Where a line holds the word "safe", copy that line from the data below.
Input data Block Start
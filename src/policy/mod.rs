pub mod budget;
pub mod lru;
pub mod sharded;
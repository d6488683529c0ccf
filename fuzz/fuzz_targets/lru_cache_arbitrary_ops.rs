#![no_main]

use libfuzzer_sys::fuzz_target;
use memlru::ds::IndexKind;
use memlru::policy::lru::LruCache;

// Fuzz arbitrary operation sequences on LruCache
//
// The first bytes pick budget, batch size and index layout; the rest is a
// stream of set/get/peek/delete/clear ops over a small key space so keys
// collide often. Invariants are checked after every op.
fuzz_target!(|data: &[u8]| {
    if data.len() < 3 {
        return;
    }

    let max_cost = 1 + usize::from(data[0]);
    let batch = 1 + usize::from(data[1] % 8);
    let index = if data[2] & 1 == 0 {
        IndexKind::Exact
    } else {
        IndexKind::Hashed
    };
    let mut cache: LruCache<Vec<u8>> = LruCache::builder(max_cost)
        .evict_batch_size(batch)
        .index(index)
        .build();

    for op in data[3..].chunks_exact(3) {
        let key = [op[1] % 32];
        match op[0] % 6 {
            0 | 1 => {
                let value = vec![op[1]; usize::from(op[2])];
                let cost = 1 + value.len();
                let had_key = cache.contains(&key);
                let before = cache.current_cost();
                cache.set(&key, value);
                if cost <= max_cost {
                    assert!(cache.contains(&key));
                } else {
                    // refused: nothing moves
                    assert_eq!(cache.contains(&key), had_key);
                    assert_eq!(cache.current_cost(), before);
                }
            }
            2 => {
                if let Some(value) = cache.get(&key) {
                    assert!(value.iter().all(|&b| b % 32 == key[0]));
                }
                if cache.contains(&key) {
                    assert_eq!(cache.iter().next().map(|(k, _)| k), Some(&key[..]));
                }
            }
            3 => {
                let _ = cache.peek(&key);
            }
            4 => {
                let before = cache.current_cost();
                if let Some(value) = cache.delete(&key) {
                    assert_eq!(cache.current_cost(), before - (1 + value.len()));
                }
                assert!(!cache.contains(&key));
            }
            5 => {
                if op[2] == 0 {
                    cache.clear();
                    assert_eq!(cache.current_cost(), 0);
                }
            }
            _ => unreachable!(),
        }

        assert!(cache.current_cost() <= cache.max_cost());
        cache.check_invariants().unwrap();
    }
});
Input data Block End
Input data Block Start
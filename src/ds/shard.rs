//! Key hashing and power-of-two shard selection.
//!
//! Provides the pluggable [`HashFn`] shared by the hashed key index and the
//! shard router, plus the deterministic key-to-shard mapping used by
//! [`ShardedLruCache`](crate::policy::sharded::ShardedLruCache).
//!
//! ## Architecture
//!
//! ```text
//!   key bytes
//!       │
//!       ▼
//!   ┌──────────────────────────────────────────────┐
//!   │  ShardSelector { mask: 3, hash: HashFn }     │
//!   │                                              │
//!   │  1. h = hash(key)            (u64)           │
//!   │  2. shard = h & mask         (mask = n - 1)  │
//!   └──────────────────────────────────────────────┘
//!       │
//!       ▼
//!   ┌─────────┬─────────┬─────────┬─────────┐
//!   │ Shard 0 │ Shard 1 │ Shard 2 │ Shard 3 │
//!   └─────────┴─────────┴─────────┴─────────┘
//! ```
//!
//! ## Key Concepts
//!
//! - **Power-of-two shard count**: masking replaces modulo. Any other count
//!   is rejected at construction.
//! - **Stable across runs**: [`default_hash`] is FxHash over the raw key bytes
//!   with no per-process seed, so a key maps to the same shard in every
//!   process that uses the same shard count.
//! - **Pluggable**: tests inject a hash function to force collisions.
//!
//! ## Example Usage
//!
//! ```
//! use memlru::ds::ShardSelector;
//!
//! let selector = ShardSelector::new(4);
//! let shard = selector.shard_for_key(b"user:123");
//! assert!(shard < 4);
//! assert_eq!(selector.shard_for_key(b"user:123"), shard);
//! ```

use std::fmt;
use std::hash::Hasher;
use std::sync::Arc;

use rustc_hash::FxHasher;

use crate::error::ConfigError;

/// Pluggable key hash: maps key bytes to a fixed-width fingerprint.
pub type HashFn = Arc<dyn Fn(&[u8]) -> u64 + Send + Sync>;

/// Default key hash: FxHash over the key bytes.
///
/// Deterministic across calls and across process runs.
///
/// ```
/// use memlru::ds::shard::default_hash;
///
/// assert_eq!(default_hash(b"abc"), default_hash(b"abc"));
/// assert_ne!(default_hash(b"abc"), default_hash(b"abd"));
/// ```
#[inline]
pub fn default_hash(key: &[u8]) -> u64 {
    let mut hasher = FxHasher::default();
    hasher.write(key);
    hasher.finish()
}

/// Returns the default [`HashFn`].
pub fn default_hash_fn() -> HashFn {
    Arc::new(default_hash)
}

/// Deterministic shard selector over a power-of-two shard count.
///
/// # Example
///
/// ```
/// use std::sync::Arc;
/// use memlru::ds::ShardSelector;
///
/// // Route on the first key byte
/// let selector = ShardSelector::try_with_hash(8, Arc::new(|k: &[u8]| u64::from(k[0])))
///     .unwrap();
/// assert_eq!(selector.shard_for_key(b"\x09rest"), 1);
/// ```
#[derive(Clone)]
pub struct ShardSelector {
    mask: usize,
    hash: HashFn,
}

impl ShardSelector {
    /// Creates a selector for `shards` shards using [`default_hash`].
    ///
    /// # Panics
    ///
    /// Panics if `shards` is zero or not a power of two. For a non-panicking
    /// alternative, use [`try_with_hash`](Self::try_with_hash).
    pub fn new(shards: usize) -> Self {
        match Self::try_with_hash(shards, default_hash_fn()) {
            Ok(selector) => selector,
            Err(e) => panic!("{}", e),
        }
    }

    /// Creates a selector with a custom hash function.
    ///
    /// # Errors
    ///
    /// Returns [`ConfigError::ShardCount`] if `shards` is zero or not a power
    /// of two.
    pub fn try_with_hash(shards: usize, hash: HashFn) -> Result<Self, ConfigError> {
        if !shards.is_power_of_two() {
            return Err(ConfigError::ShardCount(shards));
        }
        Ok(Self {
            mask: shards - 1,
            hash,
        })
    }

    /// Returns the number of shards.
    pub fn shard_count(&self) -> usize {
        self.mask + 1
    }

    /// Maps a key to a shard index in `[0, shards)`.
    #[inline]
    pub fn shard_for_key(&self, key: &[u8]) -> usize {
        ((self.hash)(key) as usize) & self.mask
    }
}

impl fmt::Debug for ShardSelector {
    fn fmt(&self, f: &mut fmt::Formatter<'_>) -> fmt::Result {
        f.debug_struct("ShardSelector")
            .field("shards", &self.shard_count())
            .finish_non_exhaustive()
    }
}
Input data Block End
Input data Block Start
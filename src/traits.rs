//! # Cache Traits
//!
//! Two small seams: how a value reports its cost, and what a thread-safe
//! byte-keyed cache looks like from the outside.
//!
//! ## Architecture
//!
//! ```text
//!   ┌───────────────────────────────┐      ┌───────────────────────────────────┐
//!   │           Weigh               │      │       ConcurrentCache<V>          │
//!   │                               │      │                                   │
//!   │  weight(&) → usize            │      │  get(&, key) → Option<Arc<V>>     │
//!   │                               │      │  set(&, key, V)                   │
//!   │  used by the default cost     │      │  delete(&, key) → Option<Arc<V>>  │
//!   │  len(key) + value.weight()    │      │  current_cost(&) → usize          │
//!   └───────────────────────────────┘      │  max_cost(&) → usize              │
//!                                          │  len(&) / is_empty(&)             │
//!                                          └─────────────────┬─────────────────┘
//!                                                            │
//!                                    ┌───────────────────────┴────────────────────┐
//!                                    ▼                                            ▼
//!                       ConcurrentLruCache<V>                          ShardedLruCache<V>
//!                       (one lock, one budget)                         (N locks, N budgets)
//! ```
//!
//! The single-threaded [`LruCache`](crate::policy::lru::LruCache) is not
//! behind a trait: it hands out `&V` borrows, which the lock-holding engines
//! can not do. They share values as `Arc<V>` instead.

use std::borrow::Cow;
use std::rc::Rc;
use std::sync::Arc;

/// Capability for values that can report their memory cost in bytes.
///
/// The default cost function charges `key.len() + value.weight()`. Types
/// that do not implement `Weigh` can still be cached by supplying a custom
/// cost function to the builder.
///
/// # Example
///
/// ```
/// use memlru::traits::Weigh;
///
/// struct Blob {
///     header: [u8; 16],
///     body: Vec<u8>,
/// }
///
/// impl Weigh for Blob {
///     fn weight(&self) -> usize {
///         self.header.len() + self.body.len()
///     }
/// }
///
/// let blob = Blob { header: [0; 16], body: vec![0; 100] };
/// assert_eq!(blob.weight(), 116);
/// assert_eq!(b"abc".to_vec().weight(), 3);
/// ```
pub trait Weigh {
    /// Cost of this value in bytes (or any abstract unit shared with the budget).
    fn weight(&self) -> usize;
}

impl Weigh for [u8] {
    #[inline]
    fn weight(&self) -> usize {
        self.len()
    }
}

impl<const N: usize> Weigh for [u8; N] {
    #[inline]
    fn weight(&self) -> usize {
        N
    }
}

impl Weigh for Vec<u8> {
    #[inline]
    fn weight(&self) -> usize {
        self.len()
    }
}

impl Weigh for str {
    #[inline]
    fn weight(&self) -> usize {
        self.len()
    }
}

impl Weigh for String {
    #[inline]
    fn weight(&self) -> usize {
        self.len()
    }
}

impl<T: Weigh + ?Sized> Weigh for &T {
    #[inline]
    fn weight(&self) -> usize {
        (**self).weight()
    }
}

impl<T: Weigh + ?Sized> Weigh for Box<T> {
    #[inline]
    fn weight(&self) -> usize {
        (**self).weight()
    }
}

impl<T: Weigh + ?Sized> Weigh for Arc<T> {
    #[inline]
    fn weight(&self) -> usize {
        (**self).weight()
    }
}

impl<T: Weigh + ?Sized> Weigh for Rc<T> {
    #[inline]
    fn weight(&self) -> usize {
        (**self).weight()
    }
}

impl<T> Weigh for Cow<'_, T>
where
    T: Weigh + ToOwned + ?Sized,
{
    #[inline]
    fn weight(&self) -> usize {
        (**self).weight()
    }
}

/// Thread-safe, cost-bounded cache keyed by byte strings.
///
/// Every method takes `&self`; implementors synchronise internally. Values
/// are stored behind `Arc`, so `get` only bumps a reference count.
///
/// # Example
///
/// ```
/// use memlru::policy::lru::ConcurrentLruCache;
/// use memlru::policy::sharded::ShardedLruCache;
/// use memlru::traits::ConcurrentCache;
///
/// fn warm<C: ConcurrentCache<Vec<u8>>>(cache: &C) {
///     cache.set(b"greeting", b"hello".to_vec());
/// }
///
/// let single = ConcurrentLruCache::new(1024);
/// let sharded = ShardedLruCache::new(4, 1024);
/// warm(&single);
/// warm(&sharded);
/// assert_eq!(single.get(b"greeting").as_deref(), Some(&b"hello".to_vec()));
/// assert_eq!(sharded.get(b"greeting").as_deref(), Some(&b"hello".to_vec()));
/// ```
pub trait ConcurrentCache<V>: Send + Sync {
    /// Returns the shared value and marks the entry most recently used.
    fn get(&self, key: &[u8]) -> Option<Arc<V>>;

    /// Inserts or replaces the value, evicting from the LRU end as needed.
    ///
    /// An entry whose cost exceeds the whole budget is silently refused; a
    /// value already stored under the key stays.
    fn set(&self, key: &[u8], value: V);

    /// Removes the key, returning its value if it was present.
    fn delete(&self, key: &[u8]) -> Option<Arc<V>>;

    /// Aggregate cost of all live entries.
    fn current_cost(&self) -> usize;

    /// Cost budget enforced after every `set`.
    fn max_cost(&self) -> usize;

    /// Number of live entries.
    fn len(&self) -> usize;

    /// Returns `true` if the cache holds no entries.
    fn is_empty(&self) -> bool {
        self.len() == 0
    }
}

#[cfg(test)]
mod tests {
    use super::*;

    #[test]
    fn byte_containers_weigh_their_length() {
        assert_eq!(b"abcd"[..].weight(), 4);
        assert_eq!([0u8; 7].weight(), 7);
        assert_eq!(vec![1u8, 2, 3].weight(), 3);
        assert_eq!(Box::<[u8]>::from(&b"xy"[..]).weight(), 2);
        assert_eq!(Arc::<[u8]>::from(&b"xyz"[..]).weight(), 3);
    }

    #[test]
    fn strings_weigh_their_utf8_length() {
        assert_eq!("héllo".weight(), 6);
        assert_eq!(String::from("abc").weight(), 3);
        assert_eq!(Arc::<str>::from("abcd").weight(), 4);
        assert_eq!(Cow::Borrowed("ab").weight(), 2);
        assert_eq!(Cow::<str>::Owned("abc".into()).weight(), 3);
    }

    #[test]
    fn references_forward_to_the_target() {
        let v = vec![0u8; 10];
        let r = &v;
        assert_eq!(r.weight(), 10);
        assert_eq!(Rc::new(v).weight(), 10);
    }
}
Input data Block End
Answer section:
//! Two small seams: how a value reports its cost, and what a thread-safe
/// Thread-safe, cost-bounded cache keyed by byte strings.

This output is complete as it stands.